**Exercise**: Whenever a line in the records below contains "changes", pick it out.

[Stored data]
'''

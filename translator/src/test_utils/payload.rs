use crate::codec::{encode_key, encode_value};
use crate::types::{Cell, ColumnId};

/// Encodes `values` one after another.
///
/// # Panics
///
/// Panics if a value cannot be encoded.
pub fn values_payload(values: &[Cell]) -> Vec<u8> {
    let mut buf = Vec::new();
    for value in values {
        encode_value(&mut buf, value).unwrap();
    }

    buf
}

/// Encodes `(column id, value)` pairs one after another.
///
/// # Panics
///
/// Panics if a value cannot be encoded.
pub fn pairs_payload(pairs: &[(ColumnId, Cell)]) -> Vec<u8> {
    let mut buf = Vec::new();
    append_pairs(&mut buf, pairs);

    buf
}

/// Encodes a row handle followed by `(column id, value)` pairs, the layout of insert payloads
/// and of update payloads on tables with identity columns.
///
/// # Panics
///
/// Panics if a value cannot be encoded.
pub fn handle_payload(handle: i64, pairs: &[(ColumnId, Cell)]) -> Vec<u8> {
    let mut buf = Vec::new();
    encode_key(&mut buf, &Cell::I64(handle)).unwrap();
    append_pairs(&mut buf, pairs);

    buf
}

/// Encodes the old pairs followed by the new pairs, the layout of update payloads on tables
/// without identity columns.
///
/// # Panics
///
/// Panics if a value cannot be encoded.
pub fn snapshot_update_payload(old: &[(ColumnId, Cell)], new: &[(ColumnId, Cell)]) -> Vec<u8> {
    let mut buf = Vec::new();
    append_pairs(&mut buf, old);
    append_pairs(&mut buf, new);

    buf
}

fn append_pairs(buf: &mut Vec<u8>, pairs: &[(ColumnId, Cell)]) {
    for (id, value) in pairs {
        encode_value(buf, &Cell::I64(*id)).unwrap();
        encode_value(buf, value).unwrap();
    }
}
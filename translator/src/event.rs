use std::fmt;
use std::str::FromStr;
use std::sync::Arc;

use tracing::debug;

use crate::error::{ErrorKind, TranslateError, TranslateResult};
use crate::registry::TranslatorRegistry;
use crate::translate_error;
use crate::translator::{DeleteMode, RowResults};
use crate::types::{Mutation, TableMetadata};

/// Kind of change carried by a [`ChangeEvent`].
#[derive(Debug, Clone, Copy, PartialEq, Eq, Hash)]
pub enum Operation {
    Insert,
    Update,
    Delete,
    Ddl,
}

impl Operation {
    pub fn as_str(&self) -> &'static str {
        match self {
            Operation::Insert => "insert",
            Operation::Update => "update",
            Operation::Delete => "delete",
            Operation::Ddl => "ddl",
        }
    }
}

impl fmt::Display for Operation {
    fn fmt(&self, f: &mut fmt::Formatter<'_>) -> fmt::Result {
        f.write_str(self.as_str())
    }
}

impl FromStr for Operation {
    type Err = TranslateError;

    fn from_str(s: &str) -> Result<Self, Self::Err> {
        match s {
            "insert" => Ok(Operation::Insert),
            "update" => Ok(Operation::Update),
            "delete" => Ok(Operation::Delete),
            "ddl" => Ok(Operation::Ddl),
            other => Err(translate_error!(
                ErrorKind::UnsupportedOperation,
                "Unknown operation",
                format!("Operation `{other}` is not one of `insert`, `update`, `delete` or `ddl`")
            )),
        }
    }
}

/// Payload of a [`ChangeEvent`].
#[derive(Debug, Clone, PartialEq)]
pub enum EventKind {
    /// Row payloads of inserted rows.
    Insert { rows: Vec<Vec<u8>> },
    /// Row payloads of updated rows.
    Update { rows: Vec<Vec<u8>> },
    /// Row payloads of deleted rows, located as described by `mode`.
    Delete {
        mode: DeleteMode,
        rows: Vec<Vec<u8>>,
    },
    /// Row handles of deleted rows.
    DeleteByRowId { row_ids: Vec<i64> },
    /// A schema change statement.
    Ddl { query: String },
}

impl EventKind {
    /// Returns the [`Operation`] of this event.
    pub fn operation(&self) -> Operation {
        match self {
            EventKind::Insert { .. } => Operation::Insert,
            EventKind::Update { .. } => Operation::Update,
            EventKind::Delete { .. } | EventKind::DeleteByRowId { .. } => Operation::Delete,
            EventKind::Ddl { .. } => Operation::Ddl,
        }
    }

    /// Returns the number of rows carried by this event, zero for schema changes.
    pub fn row_count(&self) -> usize {
        match self {
            EventKind::Insert { rows }
            | EventKind::Update { rows }
            | EventKind::Delete { rows, .. } => rows.len(),
            EventKind::DeleteByRowId { row_ids } => row_ids.len(),
            EventKind::Ddl { .. } => 0,
        }
    }
}

/// A captured change of one table.
#[derive(Debug, Clone, PartialEq)]
pub struct ChangeEvent {
    /// Schema the table belongs to.
    pub schema: String,
    /// Metadata of the changed table as of the change.
    pub table: Arc<TableMetadata>,
    /// What changed.
    pub kind: EventKind,
}

/// Translates `event` with the translator registered for `dialect`.
///
/// Schema changes produce a single statement without parameters.
pub fn translate_event(
    registry: &TranslatorRegistry,
    dialect: &str,
    event: &ChangeEvent,
) -> TranslateResult<RowResults> {
    let translator = registry.lookup(dialect)?;
    let schema = event.schema.as_str();
    let table = event.table.as_ref();

    debug!(
        dialect,
        schema,
        table = %table,
        operation = %event.kind.operation(),
        rows = event.kind.row_count(),
        "translating change event"
    );

    match &event.kind {
        EventKind::Insert { rows } => translator.gen_insert_sqls(schema, table, rows),
        EventKind::Update { rows } => translator.gen_update_sqls(schema, table, rows),
        EventKind::Delete { mode, rows } => translator.gen_delete_sqls(schema, table, *mode, rows),
        EventKind::DeleteByRowId { row_ids } => {
            translator.gen_delete_sqls_by_id(schema, table, row_ids)
        }
        EventKind::Ddl { query } => {
            let ddl = translator.gen_ddl_sql(schema, query)?;
            Ok(vec![Ok(Mutation::new(ddl, vec![]))])
        }
    }
}
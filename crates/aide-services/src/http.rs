//! Shared HTTP client construction.

use std::time::Duration;

use aide_core::{AssistantError, Result, SessionConfig};

/// Build the HTTP client shared by the web collaborators.
pub fn client(user_agent: &str, timeout: Duration) -> Result<reqwest::Client> {
    reqwest::Client::builder()
        .user_agent(user_agent)
        .timeout(timeout)
        .build()
        .map_err(|e| AssistantError::Internal(format!("Failed to build HTTP client: {}", e)))
}

/// Build the HTTP client described by a session configuration.
pub fn client_for(config: &SessionConfig) -> Result<reqwest::Client> {
    client(&config.user_agent, config.request_timeout())
}

/// Map a transport or status error from `service` into the error taxonomy.
pub(crate) fn service_error(service: &str, err: reqwest::Error) -> AssistantError {
    if err.is_timeout() {
        AssistantError::unavailable(service, "request timed out")
    } else {
        AssistantError::unavailable(service, err)
    }
}

/// Trim the trailing slash from a configured base URL.
pub(crate) fn base_url(url: &str) -> String {
    url.trim_end_matches('/').to_string()
}
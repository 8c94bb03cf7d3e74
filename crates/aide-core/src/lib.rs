//! # Aide Core
//!
//! Core primitives and types for the Aide voice assistant.
//!
//! This crate provides the fundamental building blocks:
//! - [`Command`] - Structured form of a recognized utterance
//! - [`CommandParser`] - Keyword-based intent classification
//! - [`SessionConfig`] - Settings fixed at session start
//! - [`AssistantError`] - Recoverable error taxonomy

pub mod command;
pub mod config;
pub mod error;
pub mod parser;
pub mod types;

// Re-exports for convenience
pub use command::{Command, Intent, ReminderParseError};
pub use config::SessionConfig;
pub use error::{AssistantError, Result};
pub use parser::{parse, CommandParser};
pub use types::*;

/// Prelude module for common imports
pub mod prelude {
    pub use crate::command::{Command, Intent, ReminderParseError};
    pub use crate::config::SessionConfig;
    pub use crate::error::{AssistantError, Result};
    pub use crate::parser::{parse, CommandParser};
    pub use crate::types::{Coordinates, Forecast, NewsItem, Notification, ReminderId};
}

'''

**Solution to the problem**:
    /// Returns the number of rows carried by this event, zero for schema changes.
/// Schema changes produce a single statement without parameters.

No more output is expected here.